Author Topic: number of columns/variables restricted in text file import?  (Read 13361 times)

Offline kari

  • Newbie
  • *
  • Posts: 5
    • View Profile
number of columns/variables restricted in text file import?
« on: December 09, 2010, 10:38:52 »
Hi - I am trying to import a text file with large number of columns (for some feature selection) but I am getting the error "Invalid data source format". A text file with exactly the same format but with only a few variables reads in well. Therefore, I wonder if there is an upper limit of the number of columns (variables) the text file can contain?

Kari Ruohonen

Offline Anders L Madsen

  • HUGIN Expert
  • Hero Member
  • *****
  • Posts: 2282
    • View Profile
Re: number of columns/variables restricted in text file import?
« Reply #1 on: December 10, 2010, 11:02:36 »
Hi Kari,

There should be no upper limits on the number of variables.

Please specify exactly which function produces the error, e.g., loading data in learning wizard, in CPT view, ... . Also, if you can provide a simple example of your data file, then this would be very helpful.
HUGIN EXPERT A/S

Offline kari

  • Newbie
  • *
  • Posts: 5
    • View Profile
Re: number of columns/variables restricted in text file import?
« Reply #2 on: December 10, 2010, 12:47:18 »
Hi,
The error appears when loading data to the Learning wizard. Specifically, after browsing the file to load and pressing "next". I attach generated a data file containing random numbers with R and saved it as a text file in a proper format. The file has 2000 variables with 100 cases each and gives an error. Similar file but with 1000 variables and 100 cases for each loads without error (I could not attach the files since I was told that they are too large). However, after this exercise it looks like the number of variables is not the problem since with my original data file the error appeared somewhere around 700 variables with some variables containing text and not numbers (each variable had 72 cases here). Feels like it could be a maximum number of bytes reserved for the dimension of this operation or something? I am facing this with the 64-bit linux version.

Offline Anders L Madsen

  • HUGIN Expert
  • Hero Member
  • *****
  • Posts: 2282
    • View Profile
Re: number of columns/variables restricted in text file import?
« Reply #3 on: December 10, 2010, 13:01:08 »
>Feels like it could be a maximum number of bytes reserved for the dimension of this operation or something?
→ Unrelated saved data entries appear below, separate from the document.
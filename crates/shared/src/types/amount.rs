//! Fixed-point monetary amount.
//!
//! CRITICAL: Never use floating-point for money calculations.
//! Amounts are `rust_decimal::Decimal` values held at two decimal places (minor units),
//! so sums of debits and credits compare exactly.

use std::iter::Sum;
use std::ops::{Add, AddAssign, Neg, Sub};
use std::str::FromStr;

use rust_decimal::{Decimal, RoundingStrategy};
use serde::{Deserialize, Serialize};

/// Number of decimal places every amount is held at.
pub const MINOR_UNIT_SCALE: u32 = 2;

/// Largest storable magnitude, `99999999999999999.99` (a `NUMERIC(19, 2)` column).
const MAX_VALUE: Decimal =
    Decimal::from_parts(0x89E7_FFFF, 0x8AC7_2304, 0, false, MINOR_UNIT_SCALE);

/// A monetary amount with exactly two decimal places.
///
/// Construction rounds with Banker's Rounding, so `0.1 + 0.2 == 0.3` holds.
#[derive(Debug, Clone, Copy, Default, PartialEq, Eq, PartialOrd, Ord, Hash, Serialize, Deserialize)]
#[serde(from = "Decimal", into = "Decimal")]
pub struct Amount(Decimal);

impl Amount {
    /// The zero amount.
    pub const ZERO: Self = Self(Decimal::ZERO);

    /// The largest amount a voucher line may carry.
    pub const MAX: Self = Self(MAX_VALUE);

    /// Creates an amount, rounding to minor units.
    #[must_use]
    pub fn new(value: Decimal) -> Self {
        let mut rounded =
            value.round_dp_with_strategy(MINOR_UNIT_SCALE, RoundingStrategy::MidpointNearestEven);
        rounded.rescale(MINOR_UNIT_SCALE);
        Self(rounded)
    }

    /// Creates an amount from an integer count of minor units (e.g. paise).
    #[must_use]
    pub fn from_minor(minor_units: i64) -> Self {
        Self(Decimal::new(minor_units, MINOR_UNIT_SCALE))
    }

    /// Parses form input, coercing anything non-numeric to zero.
    ///
    /// Sign is preserved; callers decide whether negatives are acceptable.
    #[must_use]
    pub fn parse_lenient(input: &str) -> Self {
        Decimal::from_str(input.trim()).map_or(Self::ZERO, Self::new)
    }

    /// Returns the underlying decimal value.
    #[must_use]
    pub const fn value(self) -> Decimal {
        self.0
    }

    /// Returns true if the amount is zero.
    #[must_use]
    pub fn is_zero(self) -> bool {
        self.0.is_zero()
    }

    /// Returns true if the amount is strictly greater than zero.
    #[must_use]
    pub fn is_positive(self) -> bool {
        self.0 > Decimal::ZERO
    }

    /// Returns true if the amount is strictly below zero.
    #[must_use]
    pub fn is_negative(self) -> bool {
        self.0 < Decimal::ZERO
    }

    /// Returns true if the magnitude does not exceed [`Amount::MAX`].
    #[must_use]
    pub fn is_within_limit(self) -> bool {
        self.0.abs() <= MAX_VALUE
    }
}

impl From<Decimal> for Amount {
    fn from(value: Decimal) -> Self {
        Self::new(value)
    }
}

impl From<Amount> for Decimal {
    fn from(amount: Amount) -> Self {
        amount.0
    }
}

impl FromStr for Amount {
    type Err = rust_decimal::Error;

    fn from_str(s: &str) -> Result<Self, Self::Err> {
        Ok(Self::new(Decimal::from_str(s.trim())?))
    }
}

impl std::fmt::Display for Amount {
    fn fmt(&self, f: &mut std::fmt::Formatter<'_>) -> std::fmt::Result {
        write!(f, "{}", self.0)
    }
}

// Arithmetic saturates at the decimal range; validation reports anything past `Amount::MAX`.
impl Add for Amount {
    type Output = Self;

    fn add(self, rhs: Self) -> Self {
        Self(self.0.saturating_add(rhs.0))
    }
}

impl AddAssign for Amount {
    fn add_assign(&mut self, rhs: Self) {
        *self = *self + rhs;
    }
}

impl Sub for Amount {
    type Output = Self;

    fn sub(self, rhs: Self) -> Self {
        Self(self.0.saturating_sub(rhs.0))
    }
}

impl Neg for Amount {
    type Output = Self;

    fn neg(self) -> Self {
        Self(-self.0)
    }
}

impl Sum for Amount {
    fn sum<I: Iterator<Item = Self>>(iter: I) -> Self {
        iter.fold(Self::ZERO, Add::add)
    }
}

impl<'a> Sum<&'a Amount> for Amount {
    fn sum<I: Iterator<Item = &'a Self>>(iter: I) -> Self {
        iter.copied().sum()
    }
}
The error message "Invalid data source format" does not indicate a memory issue. It suggests a data format error. The problem may, for instance, be related to the use of separator symbols in the data file. This would also explain why data is not read correctly. For instance, if your data has missing values, then it is necesary to use the correct symbol and to specify the right number of separator symbols.

Would it be possible to compress your two data files and send it by email to anders at hugin dot com?
HUGIN EXPERT A/S

Offline kari

  • Newbie
  • *
  • Posts: 5
    • View Profile
Re: number of columns/variables restricted in text file import?
« Reply #4 on: December 10, 2010, 13:26:42 »
I ruled out format issues since I have specified the format in exactly the same way for the example data sets - the only difference is the number of variables. Also, for my original file I saved slices of the full data set from R using the same format - still the errors. My artificial data does not include any missing values. My original data has missing values but Hugin reads them OK (coded as "N/A" or just null as suggested in the help files). But I will send you the example data files by email.

Offline Martin

  • HUGIN Expert
  • Hero Member
  • *****
  • Posts: 613
    • View Profile
Re: number of columns/variables restricted in text file import?
« Reply #5 on: December 16, 2010, 12:17:53 »
Dear Kari

Thank you for reporting this bug. There was indeed a problem with the maximum size for some buffer. We will release an update soon.

Kind regards
Martin
Hugin Expert A/S